Graph (graph)

Terms

Graph

A collection of vertices (nodes) and edges connecting pairs of vertices. Edges may be directed or undirected. The graph may be disconnected (multiple connected components). Cycles are permitted.

GEOM_GRAPH

The geometry type constant "graph".

is_directed

A boolean flag in root .zattrs indicating whether edges have direction. When true, edge [i, j] represents a directed connection from vertex i to vertex j; the reverse is not implied. When false (default), edges are undirected.

is_tree

A boolean flag in root .zattrs indicating that the graph is a tree (connected, acyclic, exactly n_vertices - 1 edges). When true, the store may omit edges that can be inferred from the parent-child relationship stored in links/<delta>/. Enabling is_tree also enables tree-specific validation (cycle detection, connectivity check).

Root vertex

For tree graphs (is_tree = true), the root is the vertex with no parent. Its entry in links/<delta>/ has the parent index set to -1.


Introduction

The graph type stores an arbitrary vertex–edge graph, spatially chunked like all other ZVF types.

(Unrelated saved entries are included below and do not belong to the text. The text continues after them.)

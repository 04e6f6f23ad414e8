//! Command line arguments

use std::path::PathBuf;

use clap::Parser;

use crate::logs::LogLevel;
use crate::models::deployment::LogType;

/// Follow the build and runtime logs of a WhaleRay deployment
#[derive(Debug, Clone, Parser)]
#[command(name = "wrwatch", disable_version_flag = true)]
pub struct Cli {
    /// Deployment to follow
    pub deployment_id: Option<String>,

    /// Log streams to follow: build, runtime or all
    #[arg(long = "type", value_name = "TYPE")]
    pub log_type: Option<LogType>,

    /// Polling interval in milliseconds
    #[arg(long, value_parser = clap::value_parser!(u64).range(1..))]
    pub interval_ms: Option<u64>,

    /// Maximum log lines per request
    #[arg(long, value_parser = clap::value_parser!(u32).range(1..))]
    pub limit: Option<u32>,

    /// Bearer token (overrides the environment and the token file)
    #[arg(long)]
    pub token: Option<String>,

    /// Backend API base URL
    #[arg(long)]
    pub base_url: Option<String>,

    /// Settings file (defaults to ~/.whaleray/settings.json)
    #[arg(long)]
    pub settings: Option<PathBuf>,

    /// Log level for diagnostics on stderr
    #[arg(long)]
    pub log_level: Option<LogLevel>,

    /// Also write diagnostics to daily-rolling files in this directory
    #[arg(long)]
    pub log_dir: Option<PathBuf>,

    /// Emit diagnostics as JSON
    #[arg(long)]
    pub json_logs: bool,

    /// Print the current window once and exit without polling
    #[arg(long)]
    pub once: bool,

    /// Print version information and exit
    #[arg(long)]
    pub version: bool,
}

It is appropriate for connectivity data that does not fit the stricter topology of skeleton (which requires a tree): vascular networks with anastomoses, synaptic connectivity matrices embedded in 3-D space, or any general graph with cycles.

graph and skeleton share the same underlying array schema. The distinction is semantic and enforced by metadata flags and validation: skeleton enforces tree topology and aligns to the SWC convention; graph is unconstrained.


Technical reference

Arrays present

Array path

Required

Description

vertices/

Yes

Node positions

vertex_fragments/

Yes

Fragment index over vertices/ rows

links/<delta>/

Yes

Vertex pairs; shape (E, 2) int32 per chunk

link_fragments/

Yes (<delta>=0)

Fragment index over links/0/ rows

object_index/

Yes

Per-object manifest blobs naming fragments

cross_chunk_links/

Yes*

Inter-chunk edges

attributes/<name>/

No

Per-vertex attributes

object_attributes/<name>/

No

Per-component attributes

groupings/

No

Group assignment

*Required when any edge connects vertices in different chunks.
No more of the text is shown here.